== Segment start ==

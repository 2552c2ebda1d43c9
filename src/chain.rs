//! Chain: singly linked list of the entries sharing one bucket.
//!
//! Each node exclusively owns the next one. The chain does not check for
//! duplicate keys on `append`; the table looks a key up before inserting.

use crate::node::Node;

#[derive(Debug)]
pub struct Chain<V> {
    head: Option<Box<Node<V>>>,
}

impl<V> Default for Chain<V> {
    fn default() -> Self {
        Self::new()
    }
}

/// Head-to-tail iterator over the nodes of a [`Chain`].
pub struct Iter<'a, V> {
    next: Option<&'a Node<V>>,
}

impl<'a, V> Iterator for Iter<'a, V> {
    type Item = &'a Node<V>;
    #[inline]
    fn next(&mut self) -> Option<Self::Item> {
        let node = self.next?;
        self.next = node.next();
        Some(node)
    }
}

impl<V> Chain<V> {
    pub const fn new() -> Self {
        Self { head: None }
    }

    pub fn is_empty(&self) -> bool {
        self.head.is_none()
    }

    pub fn len(&self) -> usize {
        self.iter().count()
    }

    pub fn head(&self) -> Option<&Node<V>> {
        self.head.as_deref()
    }

    /// Link a new node at the tail.
    pub fn append(&mut self, key: String, value: V) {
        let mut link = &mut self.head;
        while let Some(node) = link {
            link = &mut node.next;
        }
        *link = Some(Box::new(Node::new(key, value)));
    }

    pub fn find(&self, key: &str) -> Option<&Node<V>> {
        self.iter().find(|node| node.key == key)
    }

    pub fn find_mut(&mut self, key: &str) -> Option<&mut Node<V>> {
        let mut cur = self.head.as_deref_mut();
        while let Some(node) = cur {
            if node.key == key {
                return Some(node);
            }
            cur = node.next.as_deref_mut();
        }
        None
    }

    pub fn contains(&self, key: &str) -> bool {
        self.find(key).is_some()
    }

    /// Unlink the node holding `key`. Returns whether one was removed.
    pub fn remove(&mut self, key: &str) -> bool {
        self.unlink(key).is_some()
    }

    fn unlink(&mut self, key: &str) -> Option<Box<Node<V>>> {
        if self.head.as_ref()?.key == key {
            let mut removed = self.head.take()?;
            self.head = removed.next.take();
            return Some(removed);
        }

        // Walk with the predecessor in hand so it can be re-linked.
        let mut prev = self.head.as_mut()?;
        loop {
            let hit = prev.next.as_ref()?.key == key;
            if hit {
                let mut removed = prev.next.take()?;
                prev.next = removed.next.take();
                return Some(removed);
            }
            prev = prev.next.as_mut()?;
        }
    }

    /// Drop every node. Iterative so long chains cannot exhaust the stack.
    pub fn clear(&mut self) {
        let mut cur = self.head.take();
        while let Some(mut node) = cur {
            cur = node.next.take();
        }
    }

    /// Move every entry out in head-to-tail order, leaving the chain empty.
    pub fn drain(&mut self) -> Vec<(String, V)> {
        let mut out = Vec::new();
        let mut cur = self.head.take();
        while let Some(mut node) = cur {
            cur = node.next.take();
            let Node { key, value, .. } = *node;
            out.push((key, value));
        }
        out
    }

    pub fn iter(&self) -> Iter<'_, V> {
        Iter {
            next: self.head.as_deref(),
        }
    }

    pub fn keys(&self) -> Vec<String> {
        self.iter().map(|node| node.key.clone()).collect()
    }

    pub fn values(&self) -> Vec<V>
    where
        V: Clone,
    {
        self.iter().map(|node| node.value.clone()).collect()
    }

    pub fn entries(&self) -> Vec<(String, V)>
    where
        V: Clone,
    {
        self.iter()
            .map(|node| (node.key.clone(), node.value.clone()))
            .collect()
    }
}

impl<V> Drop for Chain<V> {
    fn drop(&mut self) {
        self.clear();
    }
}
//! HashMap: text keys to text values.

use crate::config::TableConfig;
use crate::error::{ConfigError, TableError};
use crate::table::Table;
use crate::text::coerce;
use core::fmt::{self, Display};

/// A hash table mapping strings to strings.
///
/// Keys and values may be any `Display` type; they are stored as their
/// text form.
#[derive(Debug, Default)]
pub struct HashMap {
    pub(crate) table: Table<String>,
}

impl HashMap {
    pub fn new() -> Self {
        Self {
            table: Table::new(),
        }
    }

    /// Empty map with the given load factor and initial capacity.
    pub fn with_config(config: TableConfig) -> Result<Self, ConfigError> {
        Ok(Self {
            table: Table::with_config(config)?,
        })
    }

    /// Insert `key -> value`, overwriting the value if `key` is present.
    pub fn set<K: Display, V: Display>(&mut self, key: K, value: V) -> Result<(), TableError> {
        self.table.insert(key, coerce(value))
    }

    /// Value stored under `key`, if any.
    pub fn get<K: Display>(&self, key: K) -> Result<Option<&str>, TableError> {
        Ok(self.table.get(key)?.map(String::as_str))
    }

    /// Whether `key` is present.
    pub fn has<K: Display>(&self, key: K) -> Result<bool, TableError> {
        self.table.contains(key)
    }

    /// Remove `key`. Returns whether it was present.
    pub fn remove<K: Display>(&mut self, key: K) -> Result<bool, TableError> {
        self.table.remove(key)
    }

    pub fn clear(&mut self) {
        self.table.clear();
    }

    /// Number of entries in the map.
    pub fn len(&self) -> usize {
        self.table.len()
    }

    pub fn is_empty(&self) -> bool {
        self.table.is_empty()
    }

    /// Current number of buckets.
    pub fn capacity(&self) -> usize {
        self.table.capacity()
    }

    pub fn load_factor(&self) -> f64 {
        self.table.load_factor()
    }

    /// Whether the map is past its load factor and due to resize.
    pub fn is_loaded(&self) -> bool {
        self.table.is_loaded()
    }

    /// Bucket index `key` hashes to under the current capacity.
    pub fn hash<K: Display>(&self, key: K) -> usize {
        self.table.hash(key)
    }

    pub fn keys(&self) -> Vec<String> {
        self.table.keys()
    }

    pub fn values(&self) -> Vec<String> {
        self.table.values()
    }

    pub fn entries(&self) -> Vec<(String, String)> {
        self.table.entries()
    }

    /// Borrowed `(key, value)` pairs in bucket order.
    pub fn iter(&self) -> impl Iterator<Item = (&str, &str)> + '_ {
        self.table
            .iter()
            .map(|node| (node.key(), node.value().as_str()))
    }
}

impl Display for HashMap {
    fn fmt(&self, f: &mut fmt::Formatter<'_>) -> fmt::Result {
        if self.is_empty() {
            return f.write_str("{}");
        }
        f.write_str("{\n  ")?;
        for (i, (key, value)) in self.iter().enumerate() {
            if i > 0 {
                f.write_str(",\n  ")?;
            }
            write!(f, "{key} -> {value}")?;
        }
        f.write_str("\n}")
    }
}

== Segment end ==

- _Directions_: Starting from the records above, copy each line where the string "contains" is found.

- _Exercise answer_:
    pub fn contains(&self, key: &str) -> bool {
        self.table.contains(key)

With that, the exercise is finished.